Doce relatos componen ‘Kingwood’ (Editorial Pre-textos, 2019), el más reciente libro del narrador venezolano Antonio López Ortega, nacido el 6 de abril de 1957, en Punta Cardón, estado Falcón. Un libro de madurez, de compromiso con el oficio y con la propia mirada de la creación y del país.
No sé cómo lo percibirán los lectores de otras nacionalidades, pero puedo asegurar que para el lector venezolano, estos relatos son estremecedores. Son como la pasta traslúcida que resultara de un prolongado proceso de amasado. Son textos emanados de un dolor profundo, que encuentra en la anécdota un pacto para aludir a lo indecible.
López Ortega es escritor de más de una decena de títulos, que abarcan, la novela, el cuento, la microficción, la literatura epistolar, el diario literario, el ensayo y el artículo de opinión. Es editor, antologista y experimentado promotor cultural.
En esta entrevista nos concentraremos en este libro, obra de maestro, escrito entre Margarita, donde el autor vivió hasta que se mudó a Santa Cruz de Tenerife, septiembre de 2017.
-¿Cómo fue el proceso de escribir este libro. ¿Sabía desde el comienzo que tenía un libro con tanta unidad como tiene este o fue escribiendo relatos que luego vio que componían un conjunto?

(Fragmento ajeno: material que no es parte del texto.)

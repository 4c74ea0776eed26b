//! # Entity Kinds and Document Formats
//!
//! A PaperKit project registers four kinds of entity. Each kind has its own
//! JSON Schema, its own directory and its own pair of environment overrides,
//! but all of them go through the same validation engine.

use std::fmt;
use std::str::FromStr;

use serde::{Deserialize, Serialize};

use crate::error::ConfigError;

/// The kind of entity a definition file describes.
#[derive(Debug, Clone, Copy, PartialEq, Eq, Hash, PartialOrd, Ord, Serialize, Deserialize)]
#[serde(rename_all = "lowercase")]
pub enum EntityKind {
    /// An agent persona definition.
    Agent,
    /// A multi-step workflow definition.
    Workflow,
    /// A tool (script) definition.
    Tool,
    /// A slash-command definition.
    Command,
}

impl EntityKind {
    /// Every kind, in the order the aggregate validator reports them.
    pub const ALL: [EntityKind; 4] = [
        EntityKind::Agent,
        EntityKind::Workflow,
        EntityKind::Tool,
        EntityKind::Command,
    ];

    /// Singular lowercase label, e.g. `"agent"`.
    pub fn label(self) -> &'static str {
        match self {
            Self::Agent => "agent",
            Self::Workflow => "workflow",
            Self::Tool => "tool",
            Self::Command => "command",
        }
    }

    /// Plural lowercase label, e.g. `"agents"`. Also the default directory name.
    pub fn plural(self) -> &'static str {
        match self {
            Self::Agent => "agents",
            Self::Workflow => "workflows",
            Self::Tool => "tools",
            Self::Command => "commands",
        }
    }

    /// Capitalised label for report headings, e.g. `"Agent"`.
    pub fn title(self) -> &'static str {
        match self {
            Self::Agent => "Agent",
            Self::Workflow => "Workflow",
            Self::Tool => "Tool",
            Self::Command => "Command",
        }
    }

    /// File name of the kind's schema under `.paper/_cfg/schemas/`.
    pub fn schema_file_name(self) -> &'static str {
        match self {
            Self::Agent => "agent-schema.json",
            Self::Workflow => "workflow-schema.json",
            Self::Tool => "tool-schema.json",
            Self::Command => "command-schema.json",
        }
    }

    /// Environment variables that override the schema path, in priority order.
    ///
    /// Agents also honour the unqualified `PAPERKIT_SCHEMA_PATH`, which
    /// predates the per-kind variables.
    pub fn schema_env_vars(self) -> &'static [&'static str] {
        match self {
            Self::Agent => &["PAPERKIT_AGENT_SCHEMA_PATH", "PAPERKIT_SCHEMA_PATH"],
            Self::Workflow => &["PAPERKIT_WORKFLOW_SCHEMA_PATH"],
            Self::Tool => &["PAPERKIT_TOOL_SCHEMA_PATH"],
            Self::Command => &["PAPERKIT_COMMAND_SCHEMA_PATH"],
        }
    }

    /// Environment variable that overrides the entity directory.
    pub fn dir_env_var(self) -> &'static str {
        match self {
            Self::Agent => "PAPERKIT_AGENTS_DIR",
            Self::Workflow => "PAPERKIT_WORKFLOWS_DIR",
            Self::Tool => "PAPERKIT_TOOLS_DIR",
            Self::Command => "PAPERKIT_COMMANDS_DIR",
        }
    }
}

impl fmt::Display for EntityKind {
    fn fmt(&self, f: &mut fmt::Formatter<'_>) -> fmt::Result {
        f.write_str(self.label())
    }
}

/// How an entity's metadata is stored on disk.
#[derive(Debug, Clone, Copy, PartialEq, Eq, Hash, Serialize, Deserialize)]
#[serde(rename_all = "lowercase")]
pub enum DocumentFormat {
    /// The whole file is a YAML mapping (`*.yaml`).
    Yaml,
    /// A markdown file whose metadata is a YAML block between `---` lines (`*.md`).
    Frontmatter,
}

impl DocumentFormat {
    /// File extension (with leading dot) that discovery matches for this format.
    pub fn extension(self) -> &'static str {
        match self {
            Self::Yaml => ".yaml",
            Self::Frontmatter => ".md",
        }
    }
}

impl fmt::Display for DocumentFormat {
    fn fmt(&self, f: &mut fmt::Formatter<'_>) -> fmt::Result {
        match self {
            Self::Yaml => f.write_str("yaml"),
            Self::Frontmatter => f.write_str("frontmatter"),
        }
    }
}

impl FromStr for DocumentFormat {
    type Err = ConfigError;

    fn from_str(s: &str) -> Result<Self, Self::Err> {
        match s.trim().to_ascii_lowercase().as_str() {
            "yaml" | "yml" => Ok(Self::Yaml),
            "frontmatter" | "md" | "markdown" => Ok(Self::Frontmatter),
            _ => Err(ConfigError::UnknownFormat(s.to_string())),
        }
    }
}
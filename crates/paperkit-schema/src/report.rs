//! # Reporter
//!
//! Turns per-entity outcomes into the text a user reads and the exit code a
//! CI job sees. Rendering never reorders: entities appear exactly in the
//! order discovery produced them.
//!
//! Two layouts are rendered from the same [`RunSummary`]:
//!
//! - [`render_report`]: the standalone report of a single-kind run, with a
//!   heading, one status line per entity and a summary table.
//! - [`render_section`]: one compact section of the aggregate report.

use std::path::PathBuf;

use paperkit_core::EntityKind;

use crate::validator::{FindingKind, ValidationResult};

const RULE_WIDTH: usize = 70;
const SECTION_RULE_WIDTH: usize = 40;
const NAME_COLUMN_WIDTH: usize = 25;
/// Minimum label column of the summary block; widened for long kind names.
const SUMMARY_LABEL_WIDTH: usize = 16;

/// What happened to one entity.
#[derive(Debug, Clone, PartialEq, Eq)]
pub enum EntityOutcome {
    /// The document loaded and was checked.
    Validated(ValidationResult),
    /// The document could not be loaded; never reached the validator.
    LoadFailed(String),
    /// Markdown without a frontmatter block.
    MissingMetadata,
    /// A specifically requested entity does not exist.
    NotFound,
}

impl EntityOutcome {
    /// True only for a validated document with no findings.
    pub fn is_pass(&self) -> bool {
        matches!(self, Self::Validated(result) if result.is_valid())
    }

    /// Errors this outcome contributes to the run total. Anything that did
    /// not reach the validator counts as one.
    pub fn error_count(&self) -> usize {
        match self {
            Self::Validated(result) => result.error_count(),
            Self::LoadFailed(_) | Self::MissingMetadata | Self::NotFound => 1,
        }
    }
}

/// One entity's identifier and outcome.
#[derive(Debug, Clone, PartialEq, Eq)]
pub struct EntityReport {
    /// File stem; what `name` must equal.
    pub id: String,
    /// File the entity was read from (or would have been).
    pub file: PathBuf,
    /// Result for this entity.
    pub outcome: EntityOutcome,
}

impl EntityReport {
    /// File name for compact listings, falling back to the identifier.
    pub fn file_name(&self) -> String {
        self.file
            .file_name()
            .map(|n| n.to_string_lossy().into_owned())
            .unwrap_or_else(|| self.id.clone())
    }
}

/// Results of one run over one entity kind.
#[derive(Debug, Clone, PartialEq, Eq)]
pub struct RunSummary {
    kind: EntityKind,
    schema_path: PathBuf,
    results: Vec<EntityReport>,
}

impl RunSummary {
    /// Start an empty summary.
    pub fn new(kind: EntityKind, schema_path: impl Into<PathBuf>) -> Self {
        Self {
            kind,
            schema_path: schema_path.into(),
            results: Vec::new(),
        }
    }

    /// Append one entity's outcome.
    pub fn push(&mut self, report: EntityReport) {
        self.results.push(report);
    }

    /// Entity kind this run covered.
    pub fn kind(&self) -> EntityKind {
        self.kind
    }

    /// Schema the run validated against.
    pub fn schema_path(&self) -> &std::path::Path {
        &self.schema_path
    }

    /// Per-entity results in discovery order.
    pub fn results(&self) -> &[EntityReport] {
        &self.results
    }

    /// Number of entities that passed.
    pub fn passed(&self) -> usize {
        self.results.iter().filter(|r| r.outcome.is_pass()).count()
    }

    /// Number of entities that failed for any reason.
    pub fn failed(&self) -> usize {
        self.total() - self.passed()
    }

    /// Number of entities considered.
    pub fn total(&self) -> usize {
        self.results.len()
    }

    /// Sum of all errors across entities.
    pub fn error_count(&self) -> usize {
        self.results
            .iter()
            .filter(|r| !r.outcome.is_pass())
            .map(|r| r.outcome.error_count())
            .sum()
    }

    /// True when nothing failed.
    pub fn is_success(&self) -> bool {
        self.failed() == 0
    }
}

/// How failures map to the process exit code.
#[derive(Debug, Clone, Copy, Default, PartialEq, Eq)]
pub enum ExitPolicy {
    /// Any failure exits `1`.
    #[default]
    Strict,
    /// Failures are reported but the process exits `0`.
    Lenient,
}

impl ExitPolicy {
    /// Pick the policy from the `--ci` / `--lenient` flags. `--ci` only
    /// restates the default.
    pub fn from_flags(ci: bool, lenient: bool) -> Self {
        if lenient && !ci {
            Self::Lenient
        } else {
            Self::Strict
        }
    }

    /// Exit code for a run with `failed` failures.
    pub fn exit_code(self, failed: usize) -> u8 {
        match self {
            Self::Strict if failed > 0 => 1,
            _ => 0,
        }
    }

    /// Exit code when discovery found nothing to validate.
    pub fn empty_run_code(self) -> u8 {
        match self {
            Self::Strict => 1,
            Self::Lenient => 0,
        }
    }
}

/// Render the standalone report of a single-kind run.
///
/// `verbose` adds the schema file line and, under each schema finding, the
/// branch errors of a failed `anyOf`/`oneOf` and the location of the schema
/// keyword that rejected it.
pub fn render_report(summary: &RunSummary, verbose: bool) -> String {
    let kind = summary.kind();
    let rule = "=".repeat(RULE_WIDTH);
    let mut lines = vec![format!("{} Schema Validation", kind.title()), rule.clone()];

    if verbose {
        lines.push(String::new());
        lines.push(format!(
            "Loading schema from: {}",
            summary.schema_path().display()
        ));
    }

    if summary.total() == 0 {
        lines.push(String::new());
        lines.push(format!("No {} files found to validate", kind.label()));
        return finish(lines);
    }

    lines.push(String::new());
    lines.push(format!(
        "Validating {} {}(s)...",
        summary.total(),
        kind.label()
    ));
    lines.push(String::new());

    for report in summary.results() {
        let (icon, status) = match &report.outcome {
            EntityOutcome::Validated(r) if r.is_valid() => ("✓", "VALID"),
            EntityOutcome::Validated(_) | EntityOutcome::LoadFailed(_) => ("✗", "INVALID"),
            EntityOutcome::MissingMetadata => ("⚠", "NO FRONTMATTER"),
            EntityOutcome::NotFound => ("✗", "NOT FOUND"),
        };
        lines.push(format!(
            "{icon} {:width$} {status}",
            report.id,
            width = NAME_COLUMN_WIDTH
        ));

        if report.outcome.is_pass() {
            continue;
        }
        detail_lines(&mut lines, kind, report, verbose);
        lines.push(String::new());
    }

    lines.push(rule);
    lines.push(String::new());
    lines.push("Validation Summary:".to_string());
    let total_label = format!("Total {}:", kind.plural());
    let width = SUMMARY_LABEL_WIDTH.max(total_label.len() + 1);
    for (label, count) in [
        (total_label.as_str(), summary.total()),
        ("Valid:", summary.passed()),
        ("Invalid:", summary.failed()),
        ("Total errors:", summary.error_count()),
    ] {
        lines.push(format!("  {label:width$}{count}"));
    }
    lines.push(String::new());

    if summary.is_success() {
        lines.push(format!("✓ All {} validated successfully", kind.plural()));
    } else {
        lines.push(format!(
            "⚠ Validation failed with {} invalid {}(s)",
            summary.failed(),
            kind.label()
        ));
    }
    finish(lines)
}

/// Render one section of the aggregate report.
pub fn render_section(summary: &RunSummary, verbose: bool) -> String {
    let kind = summary.kind();
    let mut lines = vec![
        String::new(),
        format!("📋 Validating {} Definitions", kind.title()),
        "-".repeat(SECTION_RULE_WIDTH),
    ];

    for report in summary.results() {
        let file_name = report.file_name();
        match &report.outcome {
            EntityOutcome::Validated(r) if r.is_valid() => lines.push(format!("✓ {file_name}")),
            EntityOutcome::MissingMetadata => {
                lines.push(format!("⚠ {file_name}: No YAML frontmatter found"));
            }
            _ => {
                lines.push(format!("✗ {file_name}"));
                detail_lines(&mut lines, kind, report, verbose);
            }
        }
    }

    if summary.total() == 0 {
        lines.push(format!("  No {} files found", kind.label()));
    }
    finish(lines)
}

fn detail_lines(lines: &mut Vec<String>, kind: EntityKind, report: &EntityReport, verbose: bool) {
    match &report.outcome {
        EntityOutcome::Validated(result) => {
            for finding in result.findings() {
                lines.push(format!("  {finding}"));
                if verbose && finding.kind == FindingKind::SchemaViolation {
                    for sub in &finding.context {
                        lines.push(format!("    → {sub}"));
                    }
                    if let Some(schema_path) = &finding.schema_path {
                        lines.push(format!("    → schema: {schema_path}"));
                    }
                }
            }
        }
        EntityOutcome::LoadFailed(reason) => lines.push(format!("  Failed to load: {reason}")),
        EntityOutcome::MissingMetadata => lines.push("  No YAML frontmatter found".to_string()),
        EntityOutcome::NotFound => {
            lines.push(format!("  {} '{}' not found", kind.title(), report.id));
        }
    }
}

fn finish(lines: Vec<String>) -> String {
    let mut out = lines.join("\n");
    out.push('\n');
    out
}

#[cfg(test)]
mod tests {
    use super::*;
    use crate::validator::Finding;

    fn finding(path: &str, message: &str, kind: FindingKind) -> Finding {
        Finding {
            path: path.into(),
            message: message.into(),
            schema_path: (kind == FindingKind::SchemaViolation)
                .then(|| "/required".to_string()),
            context: Vec::new(),
            kind,
        }
    }

    fn entity(id: &str, outcome: EntityOutcome) -> EntityReport {
        EntityReport {
            id: id.into(),
            file: PathBuf::from(format!("/p/{id}.yaml")),
            outcome,
        }
    }

    fn mixed_summary() -> RunSummary {
        let mut summary = RunSummary::new(EntityKind::Agent, "/p/agent-schema.json");
        summary.push(entity("alpha", EntityOutcome::Validated(ValidationResult::default())));
        summary.push(entity(
            "beta",
            EntityOutcome::Validated(ValidationResult::from_findings(vec![
                finding("(root)", "\"description\" is a required property", FindingKind::SchemaViolation),
                finding("name", "Name 'b' doesn't match filename 'beta'", FindingKind::StructuralMismatch),
            ])),
        ));
        summary.push(entity("gamma", EntityOutcome::LoadFailed("invalid YAML".into())));
        summary
    }

    #[test]
    fn counts_follow_outcomes() {
        let summary = mixed_summary();
        assert_eq!(summary.total(), 3);
        assert_eq!(summary.passed(), 1);
        assert_eq!(summary.failed(), 2);
        assert_eq!(summary.error_count(), 3);
        assert!(!summary.is_success());
    }

    #[test]
    fn report_preserves_order_and_lists_errors() {
        let text = render_report(&mixed_summary(), false);
        let alpha = text.find("✓ alpha").unwrap();
        let beta = text.find("✗ beta").unwrap();
        let gamma = text.find("✗ gamma").unwrap();
        assert!(alpha < beta && beta < gamma);
        assert!(text.contains("  [(root)] \"description\" is a required property"));
        assert!(text.contains("  Failed to load: invalid YAML"));
        assert!(text.contains("Total agents:   3"));
        assert!(text.contains("Invalid:        2"));
        assert!(text.contains("Total errors:   3"));
        assert!(text.contains("⚠ Validation failed with 2 invalid agent(s)"));
        assert!(!text.contains("→ schema"));

        let mut workflows = RunSummary::new(EntityKind::Workflow, "/p/workflow-schema.json");
        workflows.push(entity("draft", EntityOutcome::Validated(ValidationResult::default())));
        let text = render_report(&workflows, false);
        assert!(text.contains("  Total workflows: 1"));
        assert!(text.contains("  Valid:           1"));
        assert!(text.contains("  Total errors:    0"));
    }

    #[test]
    fn verbose_report_shows_schema_locations() {
        let text = render_report(&mixed_summary(), true);
        assert!(text.contains("Loading schema from: /p/agent-schema.json"));
        assert!(text.contains("    → schema: /required"));
    }

    #[test]
    fn verbose_report_lists_branch_errors() {
        let mut trigger = finding(
            "trigger",
            "{\"evt\":1} is not valid under any of the schemas listed in the 'anyOf' keyword",
            FindingKind::SchemaViolation,
        );
        trigger.schema_path = Some("/properties/trigger/anyOf".into());
        trigger.context = vec![
            "{\"evt\":1} is not of type \"string\"".into(),
            "\"event\" is a required property".into(),
        ];
        let mut summary = RunSummary::new(EntityKind::Workflow, "/p/workflow-schema.json");
        summary.push(entity(
            "draft",
            EntityOutcome::Validated(ValidationResult::from_findings(vec![trigger])),
        ));

        let text = render_report(&summary, true);
        let string_branch = text.find("    → {\"evt\":1} is not of type \"string\"").unwrap();
        let event_branch = text.find("    → \"event\" is a required property").unwrap();
        let location = text.find("    → schema: /properties/trigger/anyOf").unwrap();
        assert!(string_branch < event_branch && event_branch < location);

        let quiet = render_report(&summary, false);
        assert!(!quiet.contains("\"event\" is a required property"));
    }

    #[test]
    fn empty_run_says_so() {
        let summary = RunSummary::new(EntityKind::Tool, "s.json");
        let text = render_report(&summary, false);
        assert!(text.contains("No tool files found to validate"));
        assert!(summary.is_success());
    }

    #[test]
    fn missing_metadata_and_not_found_count_as_failures() {
        let mut summary = RunSummary::new(EntityKind::Agent, "s.json");
        summary.push(entity("writer", EntityOutcome::MissingMetadata));
        summary.push(entity("ghost", EntityOutcome::NotFound));
        assert_eq!(summary.failed(), 2);
        assert_eq!(summary.error_count(), 2);

        let text = render_report(&summary, false);
        assert!(text.contains("⚠ writer"));
        assert!(text.contains("Agent 'ghost' not found"));
    }

    #[test]
    fn section_uses_file_names() {
        let text = render_section(&mixed_summary(), false);
        assert!(text.contains("📋 Validating Agent Definitions"));
        assert!(text.contains("✓ alpha.yaml"));
        assert!(text.contains("✗ gamma.yaml"));
    }

    #[test]
    fn exit_policy() {
        assert_eq!(ExitPolicy::from_flags(false, false), ExitPolicy::Strict);
        assert_eq!(ExitPolicy::from_flags(true, false), ExitPolicy::Strict);
        assert_eq!(ExitPolicy::from_flags(false, true), ExitPolicy::Lenient);
        assert_eq!(ExitPolicy::Strict.exit_code(0), 0);
        assert_eq!(ExitPolicy::Strict.exit_code(2), 1);
        assert_eq!(ExitPolicy::Lenient.exit_code(2), 0);
        assert_eq!(ExitPolicy::Strict.empty_run_code(), 1);
        assert_eq!(ExitPolicy::Lenient.empty_run_code(), 0);
    }
}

-La sensación de unidad sobrevino cuando tenía todos los relatos escritos y no antes. En general, cuando se trata de libros de relatos, en mi caso las ideas llegan en función de cada pieza y no del conjunto. De manera que, si en la lectura se percibe unidad, eso debería corresponder a otras variables: Estados de ánimo, sensibilidades, percepciones, esto es, impulsos más bien inconscientes. Como lector, yo he sido el primer sorprendido, porque ciertamente es un libro muy cohesionado, muy articulado. Pero esto, repito, no responde a una planificación, sino a razones más bien oscuras: Quizás al dolor, a la pérdida, a elementos accidentales. El libro lleva un epígrafe de Jung que dice: “No somos nosotros los que hacemos un sueño o accidente”, una frase que me parece poderosa, y yo agregaría: Quizás son los sueños o los accidentes los que nos hacen a nosotros. Y este libro está lleno de sueños y accidentes.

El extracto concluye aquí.